During a work trip to India, I shot this video and wrote this story from a tour of plastics recycling factories in Dharavi, a massive slum in Mumbai that's also home to more than a thousand small-scale plastics recycling factories.
The plastics recycling trade association in Dharavi graciously met with me for a tour and a discussion of the difficulties they face, including low oil prices and rising costs for land and electricity. I really appreciate the group sitting down with me and kindly sharing their thoughts.
I followed that up by checking with Shetty about the difficult conditions for workers, and he took the conversation in a direction I wasn't entirely expecting.
Rather than criticize the companies, many of which have fewer than 10 workers and are poorly capitalized, he suggested pressuring the end-users of the recycled materials, the larger consumer product companies and other manufacturers that buy the recycled plastic for their products.

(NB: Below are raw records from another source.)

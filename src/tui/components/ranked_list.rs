//! # RankedList Component
//!
//! The ranked view: one fuel card per station, cheapest first.
//!
//! ```text
//! ┌ 1. BP ─────────────────────────────┐
//! │  91 2.05    D 2.00                 │
//! │ 1 BP Road, Christchurch, NZ        │
//! └────────────────────────────────────┘
//! ```
//!
//! `RankedList` is created each frame and borrows `RankedListState`, which
//! lives in `TuiState` and keeps the scroll offset between frames.

use ratatui::Frame;
use ratatui::layout::{Position, Rect, Size};
use ratatui::style::{Color, Modifier, Style};
use ratatui::text::Line;
use ratatui::widgets::{Block, Borders, Paragraph};
use tui_scrollview::{ScrollView, ScrollViewState, ScrollbarVisibility};
use unicode_width::{UnicodeWidthChar, UnicodeWidthStr};

use crate::core::fuel::FuelType;
use crate::core::station::Station;
use crate::tui::component::{Component, EventHandler};
use crate::tui::event::TuiEvent;
use crate::tui::style::{SELECTED, price_badges};

/// Rows per card: border, badges, address, border.
const CARD_HEIGHT: u16 = 4;

#[derive(Default)]
pub struct RankedListState {
    pub scroll_state: ScrollViewState,
    /// Last known viewport and content heights, for clamping between frames.
    pub viewport_height: u16,
    pub content_height: u16,
}

impl RankedListState {
    pub fn new() -> Self {
        Self::default()
    }

    /// Back to the top; called whenever a new ranking arrives.
    pub fn reset(&mut self) {
        self.scroll_state.set_offset(Position { x: 0, y: 0 });
    }

    pub fn clamp_scroll(&mut self) {
        let max_y = self.content_height.saturating_sub(self.viewport_height);
        let current = self.scroll_state.offset();
        if current.y > max_y {
            self.scroll_state.set_offset(Position {
                x: current.x,
                y: max_y,
            });
        }
    }
}

impl EventHandler for RankedListState {
    type Event = ();

    fn handle_event(&mut self, event: &TuiEvent) -> Option<Self::Event> {
        match event {
            TuiEvent::ScrollUp => self.scroll_state.scroll_up(),
            TuiEvent::ScrollDown => self.scroll_state.scroll_down(),
            TuiEvent::ScrollPageUp => self.scroll_state.scroll_page_up(),
            TuiEvent::ScrollPageDown => self.scroll_state.scroll_page_down(),
            _ => return None,
        }
        self.clamp_scroll();
        None
    }
}

pub struct RankedList<'a> {
    pub stations: &'a [Station],
    /// Fuel the list was ranked by.
    pub fuel: Option<FuelType>,
    state: &'a mut RankedListState,
}

impl<'a> RankedList<'a> {
    pub fn new(
        stations: &'a [Station],
        fuel: Option<FuelType>,
        state: &'a mut RankedListState,
    ) -> Self {
        Self {
            stations,
            fuel,
            state,
        }
    }

    fn card(&self, rank: usize, station: &Station, width: u16) -> Paragraph<'static> {
        let title_width = (width as usize).saturating_sub(4);
        let title = truncate(&format!("{}. {}", rank, station.name), title_width);
        let is_cheapest = rank == 1 && self.fuel.is_some();
        let border_style = if is_cheapest {
            Style::default().fg(SELECTED)
        } else {
            Style::default().fg(Color::DarkGray)
        };

        Paragraph::new(vec![
            price_badges(station, self.fuel),
            Line::styled(
                truncate(&station.address.one_line(), title_width),
                Style::default().fg(Color::Gray),
            ),
        ])
        .block(
            Block::default()
                .borders(Borders::ALL)
                .border_style(border_style)
                .title(format!(" {} ", title))
                .title_style(Style::default().add_modifier(Modifier::BOLD)),
        )
    }
}

impl Component for RankedList<'_> {
    fn render(&mut self, frame: &mut Frame, area: Rect) {
        if self.stations.is_empty() {
            let message = match self.fuel {
                Some(fuel) => format!("No stations nearby sell {}.", fuel.label()),
                None => "No stations nearby.".to_string(),
            };
            let empty = Paragraph::new(message)
                .style(Style::default().fg(Color::DarkGray))
                .centered();
            frame.render_widget(empty, area);
            return;
        }

        let content_width = area.width.saturating_sub(1);
        let content_height = CARD_HEIGHT.saturating_mul(self.stations.len() as u16);
        self.state.viewport_height = area.height;
        self.state.content_height = content_height;
        self.state.clamp_scroll();

        let mut scroll_view = ScrollView::new(Size::new(content_width, content_height))
            .vertical_scrollbar_visibility(ScrollbarVisibility::Automatic)
            .horizontal_scrollbar_visibility(ScrollbarVisibility::Never);

        for (i, station) in self.stations.iter().enumerate() {
            let card_area = Rect::new(0, i as u16 * CARD_HEIGHT, content_width, CARD_HEIGHT);
            scroll_view.render_widget(self.card(i + 1, station, content_width), card_area);
        }

        frame.render_stateful_widget(scroll_view, area, &mut self.state.scroll_state);
    }
}

/// Cuts `text` to at most `max_width` terminal columns, ending in "…" when cut.
fn truncate(text: &str, max_width: usize) -> String {
    if text.width() <= max_width {
        return text.to_string();
    }
    let mut out = String::new();
    let mut used = 0;
    for c in text.chars() {
        let w = c.width().unwrap_or(0);
        if used + w + 1 > max_width {
            break;
        }
        out.push(c);
        used += w;
    }
    out.push('…');
    out
}
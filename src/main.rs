use clap::Parser;
use fuelmap::core::config::{self, CliOverrides};
use fuelmap::core::fuel::FuelType;
use simplelog::{ConfigBuilder, LevelFilter, WriteLogger};
use std::fs::{self, File};
use std::path::PathBuf;

#[derive(Parser)]
#[command(name = "fuelmap", about = "Find the cheapest fuel nearby")]
struct Args {
    /// Fuel type to compare (91, 95, 98, diesel)
    #[arg(short, long, value_enum)]
    fuel: Option<FuelType>,

    /// Device latitude (use with --lng)
    #[arg(long, requires = "lng", allow_hyphen_values = true)]
    lat: Option<f64>,

    /// Device longitude (use with --lat)
    #[arg(long, requires = "lat", allow_hyphen_values = true)]
    lng: Option<f64>,

    /// Station API endpoint
    #[arg(long)]
    api_url: Option<String>,

    /// Start in the ranked price list instead of the map
    #[arg(long)]
    ranked: bool,
}

/// `~/.fuelmap/logs/fuelmap-YYYY-MM-DD.log`, or `fuelmap.log` in the
/// working directory when the home directory is unusable.
fn log_file() -> Option<File> {
    let dated = config::fuelmap_dir().and_then(|dir| {
        let logs = dir.join("logs");
        fs::create_dir_all(&logs).ok()?;
        let name = format!("fuelmap-{}.log", chrono::Local::now().format("%Y-%m-%d"));
        Some(logs.join(name))
    });
    let path = dated.unwrap_or_else(|| PathBuf::from("fuelmap.log"));
    fs::OpenOptions::new()
        .create(true)
        .append(true)
        .open(path)
        .ok()
}

#[tokio::main]
async fn main() -> std::io::Result<()> {
    let args = Args::parse();
    dotenv::dotenv().ok();

    // The terminal UI owns stdout, so logs only go to a file
    let log_config = ConfigBuilder::new().set_time_format_rfc3339().build();
    if let Some(file) = log_file() {
        let _ = WriteLogger::init(LevelFilter::Debug, log_config, file);
    }

    log::info!("fuelmap starting up");

    let file_config = match config::load_config() {
        Ok(c) => c,
        Err(e) => {
            log::warn!("{}, using defaults", e);
            Default::default()
        }
    };
    let cli = CliOverrides {
        api_url: args.api_url,
        latitude: args.lat,
        longitude: args.lng,
        fuel: args.fuel,
        ranked: args.ranked,
    };
    let resolved = config::resolve(&file_config, &cli);
    log::info!(
        "Resolved config: endpoint {}, fuel {:?}, view {:?}",
        resolved.api_base_url,
        resolved.fuel,
        resolved.start_view
    );

    fuelmap::tui::run(resolved)
}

Shetty's theory is if they face consumer pressure or embarrassment over working conditions in factories they're sourcing materials from, they're more likely to find the better recycling companies, similar to how groups pressure major electronics and clothing brands over their supply chains.
He believes that would benefit the companies that have better conditions. Without such pressure, it's hard for companies to upgrade their standards because of the tough business environment, Shetty argues. Right now, recycling in India seems pretty much like an unregulated race to the bottom.
India's not alone. This mid-June report from Singapore's Channel News Asia, for example, focuses on a 12-year-old boy working full-time in a small factory in Indonesia recycling plastic bottles for less than $2 a day, but how he really wants to go to school, as he should.
The video and story was marking June 12 as World Day Against Child Labor. Watching it leaves the impression that parts of Indonesia's recycling industry are in a similar race to the bottom.
I don't know if Shetty's idea could work. India's recycling industry doesn't play the same huge role that China does in global supply chains — at least not yet.
But as India's manufacturing industry gets more integrated globally, if it becomes a real sourcing hub as India's leaders want it to (aka the next China) it could face the same kind of pressure that China and others have faced on workplace conditions.